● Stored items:
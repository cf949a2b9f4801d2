use std::str::FromStr;

use chrono::{DateTime, Utc};
use thiserror::Error;

use crate::model::{AlertMessage, AlertRule, City, Readings};

#[derive(Debug, Error, PartialEq)]
pub enum RuleParseError {
    #[error("empty alert rule; expected `temperature <number>` or `condition <text>`")]
    Empty,
    #[error("unknown alert type '{0}'; supported types: temperature, condition")]
    UnknownKind(String),
    #[error("invalid temperature threshold '{0}'")]
    InvalidThreshold(String),
    #[error("missing parameter for {0} alert")]
    MissingParameter(&'static str),
}

impl FromStr for AlertRule {
    type Err = RuleParseError;

    /// Accepts `temperature 35`, `temp 35` or `condition Rain`.
    fn from_str(s: &str) -> Result<Self, Self::Err> {
        let s = s.trim();
        if s.is_empty() {
            return Err(RuleParseError::Empty);
        }

        let (kind, param) = match s.split_once(char::is_whitespace) {
            Some((kind, rest)) => (kind, rest.trim()),
            None => (s, ""),
        };

        match kind.to_lowercase().as_str() {
            "temperature" | "temp" => {
                if param.is_empty() {
                    return Err(RuleParseError::MissingParameter("temperature"));
                }
                let threshold: f64 = param
                    .parse()
                    .map_err(|_| RuleParseError::InvalidThreshold(param.to_string()))?;
                if !threshold.is_finite() {
                    return Err(RuleParseError::InvalidThreshold(param.to_string()));
                }
                Ok(AlertRule::Temperature { threshold })
            }
            "condition" => {
                if param.is_empty() {
                    return Err(RuleParseError::MissingParameter("condition"));
                }
                Ok(AlertRule::Condition {
                    target: param.to_string(),
                })
            }
            _ => Err(RuleParseError::UnknownKind(kind.to_string())),
        }
    }
}

/// Check every reading against `rule`, in readings order.
///
/// Readings whose city id is not in `cities` are ignored, as there is no
/// name to report.
pub fn evaluate(
    rule: &AlertRule,
    cities: &[City],
    readings: &Readings,
    now: DateTime<Utc>,
) -> Vec<AlertMessage> {
    readings
        .iter()
        .filter_map(|(city_id, snapshot)| {
            let city = cities.iter().find(|c| c.id == city_id)?;
            let text = match rule {
                AlertRule::Temperature { threshold } => {
                    let temp = snapshot.temp_c();
                    (temp > *threshold).then(|| temperature_text(&city.name, temp, *threshold))
                }
                AlertRule::Condition { target } => {
                    let matched = snapshot.condition.to_lowercase() == target.to_lowercase();
                    matched.then(|| format!("Alert: {target} condition detected in {}", city.name))
                }
            }?;
            Some(AlertMessage {
                raised_at: now,
                text,
            })
        })
        .collect()
}

fn temperature_text(city: &str, temp: f64, threshold: f64) -> String {
    format!("Alert: Temperature in {city} ({temp:.1}°C) exceeds threshold of {threshold}°C")
}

● EXERCISE INSTRUCTIONS: Using the records above, say how many lines include the string "AlertRule". Only the number is wanted.

● EXERCISE ANSWER: 7